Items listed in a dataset

Segment Open

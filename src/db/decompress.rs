//! Decompression of the raw `db.PT` payload.

use crate::errors::{DecodeError, DecodeResult};
use flate2::read::MultiGzDecoder;
use flate2::{Decompress, FlushDecompress, Status};
use std::io::{self, Read};

const GZIP_MAGIC: [u8; 2] = [0x1f, 0x8b];
const CHUNK: usize = 64 * 1024;

/// Inflate a gzip or zlib framed payload into a complete buffer.
///
/// The framing is detected from the leading bytes. A truncated or corrupt
/// stream yields `DecodeError::Decompression` and no partial buffer.
pub fn decompress(raw: &[u8]) -> DecodeResult<Vec<u8>> {
    let result = if raw.starts_with(&GZIP_MAGIC) {
        inflate_gzip(raw)
    } else {
        inflate_zlib(raw)
    };

    result.map_err(DecodeError::Decompression)
}

fn inflate_gzip(raw: &[u8]) -> io::Result<Vec<u8>> {
    let mut out = Vec::new();
    MultiGzDecoder::new(raw).read_to_end(&mut out)?;
    Ok(out)
}

// The streaming zlib reader stops silently on truncated input, so the
// stream end is checked explicitly here.
fn inflate_zlib(raw: &[u8]) -> io::Result<Vec<u8>> {
    let mut inflater = Decompress::new(true);
    let mut out = Vec::with_capacity(CHUNK);

    loop {
        if out.len() == out.capacity() {
            out.reserve(CHUNK);
        }

        let before_in = inflater.total_in();
        let before_out = inflater.total_out();
        let consumed = before_in as usize;

        let status = inflater
            .decompress_vec(&raw[consumed..], &mut out, FlushDecompress::Finish)
            .map_err(|e| io::Error::new(io::ErrorKind::InvalidData, e.to_string()))?;

        if status == Status::StreamEnd {
            return Ok(out);
        }

        let stalled = inflater.total_in() == before_in && inflater.total_out() == before_out;
        let input_done = inflater.total_in() as usize == raw.len();

        if stalled || (input_done && out.len() < out.capacity()) {
            return Err(io::Error::new(
                io::ErrorKind::UnexpectedEof,
                "compressed stream ended before its end marker",
            ));
        }
    }
}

Segment Closed

* _Task_
Each line from the one containing "fn inflate_zlib(raw: &[u8])" through the end of the entries, both included, is to be returned exactly, with no other lines.

* _Answer below_
fn inflate_zlib(raw: &[u8]) -> io::Result<Vec<u8>> {
    let mut inflater = Decompress::new(true);
    let mut out = Vec::with_capacity(CHUNK);

    loop {
        if out.len() == out.capacity() {
            out.reserve(CHUNK);
        }

        let before_in = inflater.total_in();
        let before_out = inflater.total_out();
        let consumed = before_in as usize;

        let status = inflater
            .decompress_vec(&raw[consumed..], &mut out, FlushDecompress::Finish)
            .map_err(|e| io::Error::new(io::ErrorKind::InvalidData, e.to_string()))?;

        if status == Status::StreamEnd {
            return Ok(out);
        }

        let stalled = inflater.total_in() == before_in && inflater.total_out() == before_out;
        let input_done = inflater.total_in() as usize == raw.len();

        if stalled || (input_done && out.len() < out.capacity()) {
            return Err(io::Error::new(
                io::ErrorKind::UnexpectedEof,
                "compressed stream ended before its end marker",
            ));
        }
    }
}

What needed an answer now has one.